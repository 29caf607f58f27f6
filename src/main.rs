use std::sync::Arc;

use clap::{Args, Parser, Subcommand, ValueEnum};
use serde_json::Value;

use jobsuggest::config::{ClientConfig, ConfigError};
use jobsuggest::net::{Entry, HttpTransport, SurveyAnswers, SurveyApi, Transport, TransportError};
use jobsuggest::speech::{ConsoleNarrator, RequestId, SpeechBackend, SpeechController, UtteranceOutcome};
use jobsuggest::state::{AppShell, MemoryPreferences, PreferenceStore, ShellError, View};

#[derive(Debug, thiserror::Error)]
enum CliError {
    #[error("invalid configuration: {0}")]
    Config(#[from] ConfigError),
    #[error("http client setup failed: {0}")]
    Transport(#[from] TransportError),
    #[error("{0}")]
    Shell(#[from] ShellError),
    #[error("not signed in; pass --username and --password or set JOBSUGGEST_USERNAME / JOBSUGGEST_PASSWORD")]
    MissingCredentials,
    #[error("no entry with id {0}")]
    UnknownEntry(i64),
    #[error("entry {0} has no {1}")]
    EmptyField(i64, &'static str),
    #[error("refusing to delete entry {0} without --yes")]
    Unconfirmed(i64),
    #[error("invalid JSON payload: {0}")]
    InvalidJson(#[from] serde_json::Error),
}

#[derive(Parser, Debug)]
#[command(name = "jobsuggest", about = "Job suggestions client")]
struct Cli {
    /// Overrides JOBSUGGEST_BASE_URL.
    #[arg(long)]
    base_url: Option<String>,

    #[command(flatten)]
    auth: AuthArgs,

    #[command(subcommand)]
    command: Command,
}

#[derive(Args, Debug)]
struct AuthArgs {
    #[arg(long, global = true, env = "JOBSUGGEST_USERNAME")]
    username: Option<String>,

    #[arg(long, global = true, env = "JOBSUGGEST_PASSWORD", hide_env_values = true)]
    password: Option<String>,
}

#[derive(Subcommand, Debug)]
enum Command {
    /// Show who the server thinks we are.
    Me,
    Login,
    Register,
    Logout,
    /// List saved entries.
    List,
    /// Submit the survey and print the generated suggestions.
    Submit(SurveyArgs),
    Delete {
        id: i64,
        #[arg(long, default_value_t = false)]
        yes: bool,
    },
    /// Read part of an entry aloud in the terminal.
    Read {
        id: i64,
        #[arg(long, value_enum, default_value_t = ReadField::Suggestions)]
        field: ReadField,
    },
}

#[derive(Args, Debug)]
struct SurveyArgs {
    #[arg(long, default_value = "")]
    work_history: String,
    #[arg(long, default_value = "")]
    skills: String,
    #[arg(long, default_value = "")]
    personality: String,
    #[arg(long, default_value = "")]
    location: String,
    #[arg(long, default_value = "")]
    role_preference: String,
}

impl From<SurveyArgs> for SurveyAnswers {
    fn from(args: SurveyArgs) -> Self {
        Self {
            work_history: args.work_history,
            skills: args.skills,
            personality: args.personality,
            location: args.location,
            role_preference: args.role_preference,
        }
    }
}

#[derive(Clone, Copy, Debug, ValueEnum)]
enum ReadField {
    Suggestions,
    Answers,
    External,
}

#[tokio::main]
async fn main() -> Result<(), CliError> {
    tracing_subscriber::fmt::init();

    let cli = Cli::parse();
    let mut config = ClientConfig::from_env()?;
    if let Some(base_url) = &cli.base_url {
        config = config.with_base_url(base_url)?;
    }

    let transport: Arc<dyn Transport> = Arc::new(HttpTransport::new(&config)?);
    let narrator: Arc<dyn SpeechBackend> = Arc::new(ConsoleNarrator::new(config.speech_wpm));
    let prefs: Arc<dyn PreferenceStore> = MemoryPreferences::new();
    let shell = AppShell::new(SurveyApi::new(transport), &config, SpeechController::new(narrator), prefs);

    match cli.command {
        Command::Me => run_me(&shell).await,
        Command::Login => {
            let (username, password) = credentials(&cli.auth)?;
            let session = shell.sign_in(username, password).await?;
            println!("signed in as {}", session.username().unwrap_or(username));
            Ok(())
        }
        Command::Register => {
            let (username, password) = credentials(&cli.auth)?;
            let session = shell.register(username, password).await?;
            println!("registered and signed in as {}", session.username().unwrap_or(username));
            Ok(())
        }
        Command::Logout => {
            ensure_signed_in(&shell, &cli.auth).await?;
            shell.logout().await;
            println!("signed out");
            Ok(())
        }
        Command::List => {
            ensure_signed_in(&shell, &cli.auth).await?;
            shell.refresh_entries().await?;
            print_entries(&shell);
            Ok(())
        }
        Command::Submit(args) => {
            ensure_signed_in(&shell, &cli.auth).await?;
            run_submit(&shell, args.into()).await
        }
        Command::Delete { id, yes } => {
            if !yes {
                return Err(CliError::Unconfirmed(id));
            }
            ensure_signed_in(&shell, &cli.auth).await?;
            shell.delete_entry(id).await?;
            println!("deleted entry {id}");
            Ok(())
        }
        Command::Read { id, field } => {
            ensure_signed_in(&shell, &cli.auth).await?;
            run_read(&shell, id, field).await
        }
    }
}

async fn run_me(shell: &AppShell) -> Result<(), CliError> {
    let view = shell.boot().await;
    match shell.session().current().username() {
        Some(username) => println!("{username}"),
        None => println!("anonymous ({view:?})"),
    }
    Ok(())
}

fn credentials(auth: &AuthArgs) -> Result<(&str, &str), CliError> {
    match (&auth.username, &auth.password) {
        (Some(username), Some(password)) => Ok((username, password)),
        _ => Err(CliError::MissingCredentials),
    }
}

/// Reuse the session cookie if the server already knows us, otherwise
/// sign in with the supplied credentials.
async fn ensure_signed_in(shell: &AppShell, auth: &AuthArgs) -> Result<(), CliError> {
    if let View::Page(page) = shell.boot().await {
        if shell.session().is_authenticated() {
            tracing::debug!(?page, "reusing existing session");
            return Ok(());
        }
    }
    let (username, password) = credentials(auth)?;
    shell.sign_in(username, password).await?;
    Ok(())
}

async fn run_submit(shell: &AppShell, mut answers: SurveyAnswers) -> Result<(), CliError> {
    eprintln!("submitting survey; this can take a while (ctrl-c to cancel)");
    let submit = shell.submit_survey(&mut answers);
    tokio::pin!(submit);

    let entry = tokio::select! {
        result = &mut submit => result?,
        _ = tokio::signal::ctrl_c() => {
            shell.submission().cancel();
            submit.await?
        }
    };
    print_json(&serde_json::to_value(&entry)?)
}

fn print_entries(shell: &AppShell) {
    let snapshot = shell.entries().snapshot();
    if snapshot.items.is_empty() {
        println!("no entries yet");
        return;
    }
    for (number, entry) in snapshot.numbered() {
        println!("#{number} (id {})", entry.id);
        println!("  suggestions: {}", entry.suggestions_text());
        if let Some(created_at) = &entry.created_at {
            println!("  created: {created_at}");
        }
    }
}

async fn run_read(shell: &AppShell, id: i64, field: ReadField) -> Result<(), CliError> {
    let entries = shell.refresh_entries().await?;
    let entry = entries.iter().find(|e| e.id == id).ok_or(CliError::UnknownEntry(id))?;
    let text = read_text(entry, field)?;

    let speech = shell.speech();
    let utterance = speech.speak(text, RequestId::new(format!("entry-{id}")));
    let outcome = tokio::select! {
        outcome = utterance.finished() => outcome,
        _ = tokio::signal::ctrl_c() => {
            speech.stop();
            UtteranceOutcome::Cancelled
        }
    };
    tracing::debug!(?outcome, "read aloud ended");
    Ok(())
}

fn read_text(entry: &Entry, field: ReadField) -> Result<String, CliError> {
    match field {
        ReadField::Suggestions => entry
            .suggestions
            .clone()
            .ok_or(CliError::EmptyField(entry.id, "suggestions")),
        ReadField::Answers => Ok(entry.answers_text()),
        ReadField::External => entry
            .external_api_data
            .as_ref()
            .map(jobsuggest::net::ExternalData::to_display_text)
            .ok_or(CliError::EmptyField(entry.id, "external data")),
    }
}

fn print_json(value: &Value) -> Result<(), CliError> {
    let rendered = serde_json::to_string_pretty(value)?;
    println!("{rendered}");
    Ok(())
}
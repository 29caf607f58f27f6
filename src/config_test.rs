use std::collections::HashMap;

use super::*;

fn lookup_from(pairs: &[(&str, &str)]) -> impl Fn(&str) -> Option<String> {
    let map: HashMap<String, String> = pairs
        .iter()
        .map(|(k, v)| ((*k).to_owned(), (*v).to_owned()))
        .collect();
    move |key| map.get(key).cloned()
}

#[test]
fn from_lookup_defaults() {
    let cfg = ClientConfig::from_lookup(lookup_from(&[])).unwrap();
    assert_eq!(cfg, ClientConfig::default());
    assert_eq!(cfg.submit_timeout, Duration::from_secs(40));
}

#[test]
fn from_lookup_parses_overrides() {
    let cfg = ClientConfig::from_lookup(lookup_from(&[
        ("JOBSUGGEST_BASE_URL", "https://jobs.example.test/"),
        ("JOBSUGGEST_SUBMIT_TIMEOUT_SECS", "5"),
        ("JOBSUGGEST_CONNECT_TIMEOUT_SECS", " 2 "),
        ("JOBSUGGEST_SPEECH_WPM", "240"),
    ]))
    .unwrap();
    assert_eq!(cfg.base_url, "https://jobs.example.test");
    assert_eq!(cfg.submit_timeout, Duration::from_secs(5));
    assert_eq!(cfg.connect_timeout, Duration::from_secs(2));
    assert_eq!(cfg.speech_wpm, 240);
}

#[test]
fn from_lookup_bad_numbers_fall_back() {
    let cfg = ClientConfig::from_lookup(lookup_from(&[
        ("JOBSUGGEST_SUBMIT_TIMEOUT_SECS", "soon"),
        ("JOBSUGGEST_SPEECH_WPM", "-3"),
    ]))
    .unwrap();
    assert_eq!(cfg.submit_timeout, Duration::from_secs(DEFAULT_SUBMIT_TIMEOUT_SECS));
    assert_eq!(cfg.speech_wpm, DEFAULT_SPEECH_WPM);
}

#[test]
fn zero_wpm_is_clamped() {
    let cfg = ClientConfig::from_lookup(lookup_from(&[("JOBSUGGEST_SPEECH_WPM", "0")])).unwrap();
    assert_eq!(cfg.speech_wpm, 1);
}

#[test]
fn empty_base_url_errors() {
    let err = ClientConfig::from_lookup(lookup_from(&[("JOBSUGGEST_BASE_URL", " / ")])).unwrap_err();
    assert_eq!(err, ConfigError::EmptyBaseUrl);
}

#[test]
fn non_http_base_url_errors() {
    let err = ClientConfig::default().with_base_url("ftp://files").unwrap_err();
    assert!(err.to_string().contains("http://"));
}

#[test]
fn with_base_url_trims_trailing_slashes() {
    let cfg = ClientConfig::default()
        .with_base_url("http://localhost:9000//")
        .unwrap();
    assert_eq!(cfg.base_url, "http://localhost:9000");
}
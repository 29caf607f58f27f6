//! Speech engine seam and the built-in engines.

#[cfg(test)]
#[path = "backend_test.rs"]
mod backend_test;

use std::io::Write;
use std::sync::atomic::{AtomicBool, Ordering};
use std::time::Duration;

use async_trait::async_trait;

/// Voice parameters handed to the engine with every utterance.
#[derive(Debug, Clone, PartialEq)]
pub struct VoiceSettings {
    pub rate: f32,
    pub pitch: f32,
    pub volume: f32,
    pub lang: String,
}

impl Default for VoiceSettings {
    fn default() -> Self {
        Self { rate: 1.0, pitch: 1.0, volume: 1.0, lang: "en-US".to_owned() }
    }
}

#[derive(Debug, Clone, PartialEq, Eq, thiserror::Error)]
pub enum SpeechError {
    #[error("speech output is not available")]
    Unavailable,

    #[error("speech synthesis failed: {0}")]
    Synthesis(String),
}

/// Backend-agnostic speech output engine.
///
/// `utter` resolves when the text has been fully spoken. `silence` must take
/// effect immediately; the controller also drops the pending `utter` future.
#[async_trait]
pub trait SpeechBackend: Send + Sync {
    /// Whether this engine can produce speech at all.
    fn is_available(&self) -> bool;

    async fn utter(&self, text: &str, voice: &VoiceSettings) -> Result<(), SpeechError>;

    fn silence(&self);
}

// =============================================================================
// UNAVAILABLE
// =============================================================================

/// Engine for hosts with no speech capability.
#[derive(Debug, Default, Clone, Copy)]
pub struct Unavailable;

#[async_trait]
impl SpeechBackend for Unavailable {
    fn is_available(&self) -> bool {
        false
    }

    async fn utter(&self, _text: &str, _voice: &VoiceSettings) -> Result<(), SpeechError> {
        Err(SpeechError::Unavailable)
    }

    fn silence(&self) {}
}

// =============================================================================
// CONSOLE NARRATOR
// =============================================================================

/// Terminal "speech": prints the text word by word at speaking pace.
#[derive(Debug)]
pub struct ConsoleNarrator {
    words_per_minute: u32,
    mid_line: AtomicBool,
}

impl ConsoleNarrator {
    #[must_use]
    pub fn new(words_per_minute: u32) -> Self {
        Self { words_per_minute: words_per_minute.max(1), mid_line: AtomicBool::new(false) }
    }

    /// Pause after each word for the given pace and voice rate.
    #[must_use]
    pub fn word_delay(&self, voice: &VoiceSettings) -> Duration {
        let rate = f64::from(voice.rate).clamp(0.1, 10.0);
        Duration::from_secs_f64(60.0 / (f64::from(self.words_per_minute) * rate))
    }
}

#[async_trait]
impl SpeechBackend for ConsoleNarrator {
    fn is_available(&self) -> bool {
        true
    }

    async fn utter(&self, text: &str, voice: &VoiceSettings) -> Result<(), SpeechError> {
        let delay = self.word_delay(voice);
        let mut out = std::io::stdout();
        for word in text.split_whitespace() {
            write!(out, "{word} ")
                .and_then(|()| out.flush())
                .map_err(|e| SpeechError::Synthesis(e.to_string()))?;
            self.mid_line.store(true, Ordering::SeqCst);
            tokio::time::sleep(delay).await;
        }
        writeln!(out).map_err(|e| SpeechError::Synthesis(e.to_string()))?;
        self.mid_line.store(false, Ordering::SeqCst);
        Ok(())
    }

    fn silence(&self) {
        if self.mid_line.swap(false, Ordering::SeqCst) {
            println!();
        }
    }
}
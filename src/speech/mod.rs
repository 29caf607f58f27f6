//! Read-aloud speech output.
//!
//! DESIGN
//! ======
//! There is one speech channel per process. [`SpeechController`] owns it
//! and arbitrates between the many independent "read aloud" triggers: a
//! new request silences whatever is playing and never queues behind it.
//! Engines plug in behind [`SpeechBackend`].

pub mod backend;
pub mod controller;

#[cfg(test)]
pub mod test_helpers;

pub use backend::{ConsoleNarrator, SpeechBackend, SpeechError, Unavailable, VoiceSettings};
pub use controller::{RequestId, SpeechController, SpeechEvent, SpeechState, Toggle, Utterance, UtteranceOutcome};
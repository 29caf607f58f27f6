//! Client configuration parsed from environment variables.

use std::time::Duration;

pub const DEFAULT_BASE_URL: &str = "http://127.0.0.1:8080";
pub const DEFAULT_SUBMIT_TIMEOUT_SECS: u64 = 40;
pub const DEFAULT_CONNECT_TIMEOUT_SECS: u64 = 10;
pub const DEFAULT_SPEECH_WPM: u32 = 180;

/// Errors produced while building a [`ClientConfig`].
#[derive(Debug, Clone, PartialEq, Eq, thiserror::Error)]
pub enum ConfigError {
    /// The API base URL was set but empty.
    #[error("base URL must not be empty")]
    EmptyBaseUrl,

    /// The API base URL does not use an HTTP scheme.
    #[error("base URL must start with http:// or https://, got '{0}'")]
    InvalidBaseUrl(String),
}

#[derive(Debug, Clone, PartialEq, Eq)]
pub struct ClientConfig {
    /// Origin of the REST API, without a trailing slash.
    pub base_url: String,
    /// Hard deadline for one survey submission round-trip.
    pub submit_timeout: Duration,
    /// TCP connect timeout for every request.
    pub connect_timeout: Duration,
    /// Pacing of the console narrator, in words per minute.
    pub speech_wpm: u32,
}

impl Default for ClientConfig {
    fn default() -> Self {
        Self {
            base_url: DEFAULT_BASE_URL.to_owned(),
            submit_timeout: Duration::from_secs(DEFAULT_SUBMIT_TIMEOUT_SECS),
            connect_timeout: Duration::from_secs(DEFAULT_CONNECT_TIMEOUT_SECS),
            speech_wpm: DEFAULT_SPEECH_WPM,
        }
    }
}

impl ClientConfig {
    /// Build typed client config from environment variables.
    ///
    /// Optional:
    /// - `JOBSUGGEST_BASE_URL`: default `http://127.0.0.1:8080`
    /// - `JOBSUGGEST_SUBMIT_TIMEOUT_SECS`: default 40
    /// - `JOBSUGGEST_CONNECT_TIMEOUT_SECS`: default 10
    /// - `JOBSUGGEST_SPEECH_WPM`: default 180
    ///
    /// # Errors
    ///
    /// Returns an error if the base URL is empty or not an HTTP URL.
    pub fn from_env() -> Result<Self, ConfigError> {
        Self::from_lookup(|key| std::env::var(key).ok())
    }

    /// Build config from an arbitrary key lookup. `from_env` delegates here.
    ///
    /// # Errors
    ///
    /// Returns an error if the base URL is empty or not an HTTP URL.
    pub fn from_lookup(lookup: impl Fn(&str) -> Option<String>) -> Result<Self, ConfigError> {
        let base_url = normalize_base_url(
            lookup("JOBSUGGEST_BASE_URL")
                .as_deref()
                .unwrap_or(DEFAULT_BASE_URL),
        )?;
        let submit_secs = parse_or(&lookup, "JOBSUGGEST_SUBMIT_TIMEOUT_SECS", DEFAULT_SUBMIT_TIMEOUT_SECS);
        let connect_secs = parse_or(&lookup, "JOBSUGGEST_CONNECT_TIMEOUT_SECS", DEFAULT_CONNECT_TIMEOUT_SECS);
        let speech_wpm = parse_or(&lookup, "JOBSUGGEST_SPEECH_WPM", DEFAULT_SPEECH_WPM).max(1);

        Ok(Self {
            base_url,
            submit_timeout: Duration::from_secs(submit_secs),
            connect_timeout: Duration::from_secs(connect_secs),
            speech_wpm,
        })
    }

    /// Replace the base URL, e.g. from a command-line override.
    ///
    /// # Errors
    ///
    /// Returns an error if the URL is empty or not an HTTP URL.
    pub fn with_base_url(mut self, base_url: &str) -> Result<Self, ConfigError> {
        self.base_url = normalize_base_url(base_url)?;
        Ok(self)
    }
}

fn normalize_base_url(raw: &str) -> Result<String, ConfigError> {
    let trimmed = raw.trim().trim_end_matches('/');
    if trimmed.is_empty() {
        return Err(ConfigError::EmptyBaseUrl);
    }
    if !trimmed.starts_with("http://") && !trimmed.starts_with("https://") {
        return Err(ConfigError::InvalidBaseUrl(trimmed.to_owned()));
    }
    Ok(trimmed.to_owned())
}

fn parse_or<T>(lookup: &impl Fn(&str) -> Option<String>, key: &str, default: T) -> T
where
    T: std::str::FromStr,
{
    lookup(key)
        .and_then(|v| v.trim().parse::<T>().ok())
        .unwrap_or(default)
}

#[cfg(test)]
#[path = "config_test.rs"]
mod tests;
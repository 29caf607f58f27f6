//! Accessibility preferences: text size, contrast, read-aloud, panel state.
//!
//! Settings are loaded once from a [`PreferenceStore`] and written back on
//! every change. Any change to how the page looks silences speech, since
//! the text being read may no longer match what is on screen.

#[cfg(test)]
#[path = "accessibility_test.rs"]
mod accessibility_test;

use std::collections::HashMap;
use std::sync::{Arc, Mutex, PoisonError};

use tokio::sync::watch;

use super::store::Store;
use crate::speech::SpeechController;

pub const TEXT_SIZE_KEY: &str = "accessibility-textSize";
pub const HIGH_CONTRAST_KEY: &str = "accessibility-highContrast";
pub const READ_ALOUD_KEY: &str = "accessibility-textToSpeech";
pub const COLLAPSED_KEY: &str = "accessibility-collapsed";

/// Key/value storage that outlives the process, e.g. browser local storage.
pub trait PreferenceStore: Send + Sync {
    fn get(&self, key: &str) -> Option<String>;
    fn set(&self, key: &str, value: &str);
}

/// Process-local [`PreferenceStore`].
#[derive(Debug, Default)]
pub struct MemoryPreferences {
    values: Mutex<HashMap<String, String>>,
}

impl MemoryPreferences {
    #[must_use]
    pub fn new() -> Arc<Self> {
        Arc::new(Self::default())
    }
}

impl PreferenceStore for MemoryPreferences {
    fn get(&self, key: &str) -> Option<String> {
        self.values
            .lock()
            .unwrap_or_else(PoisonError::into_inner)
            .get(key)
            .cloned()
    }

    fn set(&self, key: &str, value: &str) {
        self.values
            .lock()
            .unwrap_or_else(PoisonError::into_inner)
            .insert(key.to_owned(), value.to_owned());
    }
}

#[derive(Debug, Clone, Copy, Default, PartialEq, Eq)]
pub enum TextSize {
    Small,
    #[default]
    Medium,
    Large,
    ExtraLarge,
}

impl TextSize {
    pub const ALL: [Self; 4] = [Self::Small, Self::Medium, Self::Large, Self::ExtraLarge];

    #[must_use]
    pub fn as_str(self) -> &'static str {
        match self {
            Self::Small => "small",
            Self::Medium => "medium",
            Self::Large => "large",
            Self::ExtraLarge => "xlarge",
        }
    }

    #[must_use]
    pub fn parse(value: &str) -> Option<Self> {
        Self::ALL.into_iter().find(|size| size.as_str() == value)
    }
}

#[derive(Debug, Clone, Default, PartialEq, Eq)]
pub struct AccessibilityState {
    pub text_size: TextSize,
    pub high_contrast: bool,
    pub read_aloud: bool,
    pub panel_collapsed: bool,
}

impl AccessibilityState {
    /// Contrast mode name applied to the document root.
    #[must_use]
    pub fn contrast_mode(&self) -> &'static str {
        if self.high_contrast { "high" } else { "normal" }
    }

    fn load(prefs: &dyn PreferenceStore) -> Self {
        let flag = |key: &str| prefs.get(key).is_some_and(|v| v == "true");
        let text_size = match prefs.get(TEXT_SIZE_KEY) {
            Some(stored) => TextSize::parse(&stored).unwrap_or_else(|| {
                tracing::debug!(stored = %stored, "ignoring unknown stored text size");
                TextSize::default()
            }),
            None => TextSize::default(),
        };
        Self {
            text_size,
            high_contrast: flag(HIGH_CONTRAST_KEY),
            read_aloud: flag(READ_ALOUD_KEY),
            panel_collapsed: flag(COLLAPSED_KEY),
        }
    }
}

#[derive(Clone)]
pub struct AccessibilitySettings {
    prefs: Arc<dyn PreferenceStore>,
    speech: SpeechController,
    state: Store<AccessibilityState>,
}

impl AccessibilitySettings {
    #[must_use]
    pub fn new(prefs: Arc<dyn PreferenceStore>, speech: SpeechController) -> Self {
        let state = AccessibilityState::load(prefs.as_ref());
        Self { prefs, speech, state: Store::new(state) }
    }

    #[must_use]
    pub fn state(&self) -> AccessibilityState {
        self.state.get()
    }

    #[must_use]
    pub fn subscribe(&self) -> watch::Receiver<AccessibilityState> {
        self.state.subscribe()
    }

    #[must_use]
    pub fn speech(&self) -> &SpeechController {
        &self.speech
    }

    pub fn set_text_size(&self, size: TextSize) {
        self.state.update(|s| s.text_size = size);
        self.prefs.set(TEXT_SIZE_KEY, size.as_str());
        self.speech.stop();
    }

    /// Flip high-contrast mode and return the new value.
    pub fn toggle_high_contrast(&self) -> bool {
        let enabled = self.flip(HIGH_CONTRAST_KEY, |s| &mut s.high_contrast);
        self.speech.stop();
        enabled
    }

    /// Flip the read-aloud preference and return the new value. Turning it
    /// off silences speech.
    pub fn toggle_read_aloud(&self) -> bool {
        let enabled = self.flip(READ_ALOUD_KEY, |s| &mut s.read_aloud);
        if !enabled {
            self.speech.stop();
        }
        enabled
    }

    /// Flip whether the settings panel is collapsed and return the new value.
    pub fn toggle_panel(&self) -> bool {
        self.flip(COLLAPSED_KEY, |s| &mut s.panel_collapsed)
    }

    fn flip(&self, key: &str, field: impl FnOnce(&mut AccessibilityState) -> &mut bool) -> bool {
        let mut value = false;
        self.state.update(|s| {
            let slot = field(s);
            *slot = !*slot;
            value = *slot;
        });
        self.prefs.set(key, if value { "true" } else { "false" });
        tracing::debug!(key, value, "accessibility preference changed");
        value
    }
}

-------

Return every line in the records that includes the string "true".

    #[arg(long, global = true, env = "JOBSUGGEST_USERNAME")]
    #[arg(long, global = true, env = "JOBSUGGEST_PASSWORD", hide_env_values = true)]
        true
            self.mid_line.store(true, Ordering::SeqCst);
        let flag = |key: &str| prefs.get(key).is_some_and(|v| v == "true");
        self.prefs.set(key, if value { "true" } else { "false" });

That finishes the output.